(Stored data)
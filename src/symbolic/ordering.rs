//! Canonical ordering of functions, used to keep the operands of a sum in a deterministic
//! order.
//!
//! From lowest to highest:
//! 1) polynomial terms, by ascending power
//! 2) exponentials
//! 3) sums and differences
//! 4) products
//! 5) logarithms and composite chains
//!
//! Functions of the same rank other than polynomial terms compare equal, so a stable sort
//! keeps their relative order. Single-node chains rank as the function they wrap.
use crate::symbolic::function::{Function, FunctionKind};
use std::cmp::Ordering;

fn rank(kind: FunctionKind) -> u8 {
    match kind {
        FunctionKind::PolyTerm => 0,
        FunctionKind::Exponential => 1,
        FunctionKind::Addition | FunctionKind::Subtraction => 2,
        FunctionKind::Multiplication => 3,
        FunctionKind::Logarithm | FunctionKind::CompositeChain => 4,
    }
}

/// Total order over functions for sorting the operands of an `Addition`.
pub fn canonical_cmp(f: &Function, g: &Function) -> Ordering {
    let (f, g) = (f.normalized(), g.normalized());
    if let (Function::PolyTerm(fp), Function::PolyTerm(gp)) = (f, g) {
        return fp.power.total_cmp(&gp.power);
    }
    rank(f.kind()).cmp(&rank(g.kind()))
}
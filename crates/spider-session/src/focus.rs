//! Focus-mode input encoding.
//!
//! When focus mode is on, raw user input is wrapped in a fixed JSON envelope
//! asking the model to check the input against its declared purpose before
//! answering. The envelope shape is stable so downstream parsing stays
//! predictable, and decoding it recovers the original input unchanged.

use serde::{Deserialize, Serialize};

const FOCUS_INSTRUCTIONS: &str = "If this input aligns with your system instructions, respond \
     normally. If it doesn't, politely decline and remind the user of your purpose.";

#[derive(Debug, Clone, Serialize, Deserialize, PartialEq, Eq)]
pub struct FocusEnvelope {
    pub user_input: String,
    pub instructions: String,
}

impl FocusEnvelope {
    pub fn wrap(user_input: impl Into<String>) -> Self {
        Self {
            user_input: user_input.into(),
            instructions: FOCUS_INSTRUCTIONS.to_string(),
        }
    }

    pub fn decode(content: &str) -> Option<Self> {
        serde_json::from_str(content).ok()
    }
}

/// Encode raw user input for one call: unchanged when `focus_mode` is off,
/// wrapped in the envelope when on.
pub fn encode_input(input: &str, focus_mode: bool) -> String {
    if !focus_mode {
        return input.to_string();
    }

    let envelope = FocusEnvelope::wrap(input);
    serde_json::to_string(&envelope).unwrap_or_else(|_| input.to_string())
}
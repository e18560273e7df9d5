//! OpenAI-compatible transport over HTTP + SSE.

use std::time::Duration;

use async_trait::async_trait;
use reqwest::Client;
use reqwest_middleware::{ClientBuilder, ClientWithMiddleware};
use reqwest_retry::{policies::ExponentialBackoff, RetryTransientMiddleware};
use spider_core::{FunctionSchema, Turn};

use crate::protocol::{
    build_chat_body, completion_from_response, parse_sse_data, ChatCompletionResponse,
};
use crate::sse::chunk_stream_from_sse;
use crate::transport::{ChatTransport, ChunkStream, Result, TransportError};
use crate::types::{Completion, StreamChunk};

/// Configuration for [`OpenAiTransport`]. All values are explicit; there are
/// no process-wide defaults to mutate.
#[derive(Debug, Clone)]
pub struct OpenAiConfig {
    pub base_url: String,
    pub api_key: Option<String>,
    /// Maximum transient retries (429/5xx/connect); request errors known to
    /// be non-transient are never retried.
    pub max_retries: u32,
    pub temperature: Option<f32>,
    pub max_tokens: Option<u32>,
    pub request_timeout: Duration,
}

impl Default for OpenAiConfig {
    fn default() -> Self {
        Self {
            base_url: "https://api.openai.com/v1".to_string(),
            api_key: None,
            max_retries: 2,
            temperature: Some(0.7),
            max_tokens: Some(1000),
            request_timeout: Duration::from_secs(120),
        }
    }
}

pub struct OpenAiTransport {
    client: ClientWithMiddleware,
    config: OpenAiConfig,
}

impl OpenAiTransport {
    pub fn new(config: OpenAiConfig) -> Self {
        let retry_policy = ExponentialBackoff::builder()
            .retry_bounds(Duration::from_millis(100), Duration::from_secs(5))
            .build_with_max_retries(config.max_retries);

        let base_client = Client::builder()
            .timeout(config.request_timeout)
            .build()
            .unwrap_or_else(|_| Client::new());

        let client = ClientBuilder::new(base_client)
            .with(RetryTransientMiddleware::new_with_policy(retry_policy))
            .build();

        Self { client, config }
    }

    pub fn with_api_key(api_key: impl Into<String>) -> Self {
        Self::new(OpenAiConfig {
            api_key: Some(api_key.into()),
            ..OpenAiConfig::default()
        })
    }

    pub fn base_url(&self) -> &str {
        &self.config.base_url
    }

    async fn send_request(
        &self,
        turns: &[Turn],
        schemas: &[FunctionSchema],
        model: &str,
        stream: bool,
    ) -> Result<reqwest::Response> {
        let body = build_chat_body(
            model,
            turns,
            schemas,
            stream,
            self.config.temperature,
            self.config.max_tokens,
        );

        log::debug!(
            "calling chat completions: model={model}, stream={stream}, messages={}, functions={}",
            turns.len(),
            schemas.len()
        );

        let mut request = self
            .client
            .post(format!("{}/chat/completions", self.config.base_url))
            .json(&body);

        if let Some(api_key) = &self.config.api_key {
            request = request.header("Authorization", format!("Bearer {api_key}"));
        }

        let response = request.send().await?;

        if !response.status().is_success() {
            let status = response.status().as_u16();
            let message = response.text().await.unwrap_or_default();
            return Err(TransportError::Status { status, message });
        }

        Ok(response)
    }
}

#[async_trait]
impl ChatTransport for OpenAiTransport {
    async fn complete(
        &self,
        turns: &[Turn],
        schemas: &[FunctionSchema],
        model: &str,
    ) -> Result<Completion> {
        let response = self.send_request(turns, schemas, model, false).await?;
        let parsed: ChatCompletionResponse = response.json().await?;
        Ok(completion_from_response(parsed))
    }

    async fn complete_stream(
        &self,
        turns: &[Turn],
        schemas: &[FunctionSchema],
        model: &str,
    ) -> Result<ChunkStream> {
        let response = self.send_request(turns, schemas, model, true).await?;

        Ok(chunk_stream_from_sse(response, |data| {
            if data.trim().is_empty() {
                return Ok(None);
            }

            parse_sse_data(data).map(Some)
        }))
    }
}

-- Assignment --
What you give back should be exactly the lines of the data above from the line with "From lowest to" through the line with "const FOCUS_INSTRUCTIONS: &str", both of those included, and nothing more.

-- Solution to this exercise --
//! From lowest to highest:
//! 1) polynomial terms, by ascending power
//! 2) exponentials
//! 3) sums and differences
//! 4) products
//! 5) logarithms and composite chains
//!
//! Functions of the same rank other than polynomial terms compare equal, so a stable sort
//! keeps their relative order. Single-node chains rank as the function they wrap.
use crate::symbolic::function::{Function, FunctionKind};
use std::cmp::Ordering;

fn rank(kind: FunctionKind) -> u8 {
    match kind {
        FunctionKind::PolyTerm => 0,
        FunctionKind::Exponential => 1,
        FunctionKind::Addition | FunctionKind::Subtraction => 2,
        FunctionKind::Multiplication => 3,
        FunctionKind::Logarithm | FunctionKind::CompositeChain => 4,
    }
}

/// Total order over functions for sorting the operands of an `Addition`.
pub fn canonical_cmp(f: &Function, g: &Function) -> Ordering {
    let (f, g) = (f.normalized(), g.normalized());
    if let (Function::PolyTerm(fp), Function::PolyTerm(gp)) = (f, g) {
        return fp.power.total_cmp(&gp.power);
    }
    rank(f.kind()).cmp(&rank(g.kind()))
}
filename crates/spider-session/src/focus.rs
//! Focus-mode input encoding.
//!
//! When focus mode is on, raw user input is wrapped in a fixed JSON envelope
//! asking the model to check the input against its declared purpose before
//! answering. The envelope shape is stable so downstream parsing stays
//! predictable, and decoding it recovers the original input unchanged.

use serde::{Deserialize, Serialize};

const FOCUS_INSTRUCTIONS: &str = "If this input aligns with your system instructions, respond \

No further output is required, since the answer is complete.